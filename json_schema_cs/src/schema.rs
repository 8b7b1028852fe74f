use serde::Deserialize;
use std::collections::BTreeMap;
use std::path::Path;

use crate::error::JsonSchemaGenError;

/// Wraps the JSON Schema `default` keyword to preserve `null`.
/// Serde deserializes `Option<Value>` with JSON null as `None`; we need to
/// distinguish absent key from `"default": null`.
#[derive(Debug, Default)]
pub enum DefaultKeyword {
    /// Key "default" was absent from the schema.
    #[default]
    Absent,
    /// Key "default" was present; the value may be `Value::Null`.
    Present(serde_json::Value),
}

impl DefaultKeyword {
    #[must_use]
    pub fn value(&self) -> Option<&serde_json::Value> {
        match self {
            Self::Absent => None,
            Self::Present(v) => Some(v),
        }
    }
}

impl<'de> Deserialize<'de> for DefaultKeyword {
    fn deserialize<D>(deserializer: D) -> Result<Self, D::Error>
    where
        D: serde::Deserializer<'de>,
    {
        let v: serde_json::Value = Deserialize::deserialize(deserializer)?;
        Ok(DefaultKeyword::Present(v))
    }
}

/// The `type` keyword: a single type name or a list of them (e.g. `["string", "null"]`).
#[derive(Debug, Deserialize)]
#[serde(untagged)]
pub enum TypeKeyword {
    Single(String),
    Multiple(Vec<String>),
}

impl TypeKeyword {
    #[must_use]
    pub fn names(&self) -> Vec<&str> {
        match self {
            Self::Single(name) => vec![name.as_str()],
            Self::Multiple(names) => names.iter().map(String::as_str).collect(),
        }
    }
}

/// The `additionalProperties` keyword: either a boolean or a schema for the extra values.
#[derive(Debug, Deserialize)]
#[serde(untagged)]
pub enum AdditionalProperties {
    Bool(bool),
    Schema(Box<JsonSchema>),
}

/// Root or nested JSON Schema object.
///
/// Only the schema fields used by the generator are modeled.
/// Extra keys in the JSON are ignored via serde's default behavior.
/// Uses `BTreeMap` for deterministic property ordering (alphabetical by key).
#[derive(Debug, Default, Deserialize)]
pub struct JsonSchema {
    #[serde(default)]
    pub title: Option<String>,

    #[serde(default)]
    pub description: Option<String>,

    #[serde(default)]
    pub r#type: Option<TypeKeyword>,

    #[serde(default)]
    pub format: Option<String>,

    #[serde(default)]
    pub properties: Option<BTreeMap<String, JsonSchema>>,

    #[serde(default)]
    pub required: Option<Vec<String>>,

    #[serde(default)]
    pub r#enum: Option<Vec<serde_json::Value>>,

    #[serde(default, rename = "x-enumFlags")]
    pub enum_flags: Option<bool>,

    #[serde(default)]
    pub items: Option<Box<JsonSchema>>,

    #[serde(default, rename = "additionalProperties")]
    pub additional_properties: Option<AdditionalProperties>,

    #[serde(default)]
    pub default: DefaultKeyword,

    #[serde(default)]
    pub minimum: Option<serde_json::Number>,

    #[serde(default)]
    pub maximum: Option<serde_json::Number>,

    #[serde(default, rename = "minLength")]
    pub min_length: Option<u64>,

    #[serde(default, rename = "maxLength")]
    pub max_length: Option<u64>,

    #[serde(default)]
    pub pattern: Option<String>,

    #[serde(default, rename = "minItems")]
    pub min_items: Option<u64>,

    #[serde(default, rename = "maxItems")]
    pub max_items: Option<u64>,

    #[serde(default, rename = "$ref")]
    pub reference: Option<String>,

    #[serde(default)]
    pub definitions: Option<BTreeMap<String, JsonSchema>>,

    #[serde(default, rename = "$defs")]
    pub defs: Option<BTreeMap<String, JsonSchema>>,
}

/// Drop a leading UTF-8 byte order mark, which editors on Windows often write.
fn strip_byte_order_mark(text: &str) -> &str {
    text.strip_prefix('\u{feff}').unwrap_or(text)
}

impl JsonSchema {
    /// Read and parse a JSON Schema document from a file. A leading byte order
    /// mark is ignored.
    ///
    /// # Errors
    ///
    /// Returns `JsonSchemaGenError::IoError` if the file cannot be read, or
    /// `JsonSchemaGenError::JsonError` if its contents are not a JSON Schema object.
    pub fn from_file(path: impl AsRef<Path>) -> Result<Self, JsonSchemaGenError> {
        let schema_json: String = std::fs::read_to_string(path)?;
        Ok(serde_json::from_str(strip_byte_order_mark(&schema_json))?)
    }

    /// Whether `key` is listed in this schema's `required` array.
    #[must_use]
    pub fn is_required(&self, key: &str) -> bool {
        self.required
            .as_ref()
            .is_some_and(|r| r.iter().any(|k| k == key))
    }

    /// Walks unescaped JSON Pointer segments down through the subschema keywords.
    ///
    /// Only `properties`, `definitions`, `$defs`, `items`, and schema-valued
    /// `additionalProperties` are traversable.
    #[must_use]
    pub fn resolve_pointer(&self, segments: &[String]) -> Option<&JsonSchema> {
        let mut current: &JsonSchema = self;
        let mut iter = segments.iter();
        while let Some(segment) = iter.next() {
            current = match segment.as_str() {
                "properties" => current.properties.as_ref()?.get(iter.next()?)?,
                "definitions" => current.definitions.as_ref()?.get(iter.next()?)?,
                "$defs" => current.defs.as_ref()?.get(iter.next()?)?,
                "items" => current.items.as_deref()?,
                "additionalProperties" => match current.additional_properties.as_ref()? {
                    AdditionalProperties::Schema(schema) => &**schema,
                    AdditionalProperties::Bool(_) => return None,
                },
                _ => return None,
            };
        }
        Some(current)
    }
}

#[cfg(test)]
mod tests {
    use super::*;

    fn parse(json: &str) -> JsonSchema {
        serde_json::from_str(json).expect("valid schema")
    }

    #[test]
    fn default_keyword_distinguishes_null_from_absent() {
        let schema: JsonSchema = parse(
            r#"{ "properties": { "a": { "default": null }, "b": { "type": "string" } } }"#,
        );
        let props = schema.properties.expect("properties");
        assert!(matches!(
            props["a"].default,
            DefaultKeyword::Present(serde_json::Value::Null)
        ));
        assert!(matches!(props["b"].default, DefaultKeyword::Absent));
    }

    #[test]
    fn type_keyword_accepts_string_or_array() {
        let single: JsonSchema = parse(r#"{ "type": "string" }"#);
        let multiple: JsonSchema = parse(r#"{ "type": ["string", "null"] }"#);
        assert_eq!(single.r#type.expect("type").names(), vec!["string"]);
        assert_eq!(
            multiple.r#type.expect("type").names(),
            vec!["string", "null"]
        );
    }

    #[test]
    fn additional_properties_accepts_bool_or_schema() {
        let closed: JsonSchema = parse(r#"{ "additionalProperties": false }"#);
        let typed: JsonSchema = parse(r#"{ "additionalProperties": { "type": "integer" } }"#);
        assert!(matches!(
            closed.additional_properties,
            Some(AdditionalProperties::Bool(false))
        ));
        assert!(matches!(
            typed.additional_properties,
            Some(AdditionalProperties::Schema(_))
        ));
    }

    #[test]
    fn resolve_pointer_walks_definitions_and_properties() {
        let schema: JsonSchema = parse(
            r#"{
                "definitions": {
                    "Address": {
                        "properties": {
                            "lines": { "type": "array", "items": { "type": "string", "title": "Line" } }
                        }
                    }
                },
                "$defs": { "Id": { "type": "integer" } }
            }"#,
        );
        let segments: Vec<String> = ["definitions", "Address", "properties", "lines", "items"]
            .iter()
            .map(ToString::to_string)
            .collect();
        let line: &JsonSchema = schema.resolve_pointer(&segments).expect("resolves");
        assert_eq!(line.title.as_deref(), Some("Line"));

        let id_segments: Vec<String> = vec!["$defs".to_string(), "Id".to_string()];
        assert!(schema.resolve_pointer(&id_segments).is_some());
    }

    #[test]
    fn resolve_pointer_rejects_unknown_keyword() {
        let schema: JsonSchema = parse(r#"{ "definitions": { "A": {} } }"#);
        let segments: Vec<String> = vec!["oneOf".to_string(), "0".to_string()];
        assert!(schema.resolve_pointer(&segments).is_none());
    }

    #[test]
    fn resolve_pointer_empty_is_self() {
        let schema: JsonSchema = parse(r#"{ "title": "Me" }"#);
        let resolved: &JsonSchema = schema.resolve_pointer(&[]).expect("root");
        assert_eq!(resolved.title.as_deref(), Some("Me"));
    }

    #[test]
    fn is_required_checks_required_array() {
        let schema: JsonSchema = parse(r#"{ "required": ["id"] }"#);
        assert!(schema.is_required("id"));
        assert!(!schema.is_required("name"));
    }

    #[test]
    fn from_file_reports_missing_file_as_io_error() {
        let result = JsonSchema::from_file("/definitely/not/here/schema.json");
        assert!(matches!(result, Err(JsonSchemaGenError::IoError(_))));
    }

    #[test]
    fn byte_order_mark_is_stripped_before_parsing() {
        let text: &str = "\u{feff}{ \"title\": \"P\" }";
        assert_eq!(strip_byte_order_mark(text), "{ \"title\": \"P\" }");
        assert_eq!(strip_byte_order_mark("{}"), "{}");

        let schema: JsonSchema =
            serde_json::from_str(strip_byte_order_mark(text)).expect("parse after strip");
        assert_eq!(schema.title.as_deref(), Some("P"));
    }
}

* * *

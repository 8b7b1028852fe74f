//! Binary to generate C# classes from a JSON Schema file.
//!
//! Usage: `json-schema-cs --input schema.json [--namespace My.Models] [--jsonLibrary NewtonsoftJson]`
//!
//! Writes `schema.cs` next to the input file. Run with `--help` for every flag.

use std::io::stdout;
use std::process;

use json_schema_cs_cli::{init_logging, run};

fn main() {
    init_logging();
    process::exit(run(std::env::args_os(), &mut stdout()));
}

* _Action item_:
Taking the lines above, repeat exactly those from the line that contains "self.required" through the line that contains "let multiple: JsonSchema", and both of those lines as well. Include nothing else.

* _Problem solution_:
        self.required
            .as_ref()
            .is_some_and(|r| r.iter().any(|k| k == key))
    }

    /// Walks unescaped JSON Pointer segments down through the subschema keywords.
    ///
    /// Only `properties`, `definitions`, `$defs`, `items`, and schema-valued
    /// `additionalProperties` are traversable.
    #[must_use]
    pub fn resolve_pointer(&self, segments: &[String]) -> Option<&JsonSchema> {
        let mut current: &JsonSchema = self;
        let mut iter = segments.iter();
        while let Some(segment) = iter.next() {
            current = match segment.as_str() {
                "properties" => current.properties.as_ref()?.get(iter.next()?)?,
                "definitions" => current.definitions.as_ref()?.get(iter.next()?)?,
                "$defs" => current.defs.as_ref()?.get(iter.next()?)?,
                "items" => current.items.as_deref()?,
                "additionalProperties" => match current.additional_properties.as_ref()? {
                    AdditionalProperties::Schema(schema) => &**schema,
                    AdditionalProperties::Bool(_) => return None,
                },
                _ => return None,
            };
        }
        Some(current)
    }
}

#[cfg(test)]
mod tests {
    use super::*;

    fn parse(json: &str) -> JsonSchema {
        serde_json::from_str(json).expect("valid schema")
    }

    #[test]
    fn default_keyword_distinguishes_null_from_absent() {
        let schema: JsonSchema = parse(
            r#"{ "properties": { "a": { "default": null }, "b": { "type": "string" } } }"#,
        );
        let props = schema.properties.expect("properties");
        assert!(matches!(
            props["a"].default,
            DefaultKeyword::Present(serde_json::Value::Null)
        ));
        assert!(matches!(props["b"].default, DefaultKeyword::Absent));
    }

    #[test]
    fn type_keyword_accepts_string_or_array() {
        let single: JsonSchema = parse(r#"{ "type": "string" }"#);
        let multiple: JsonSchema = parse(r#"{ "type": ["string", "null"] }"#);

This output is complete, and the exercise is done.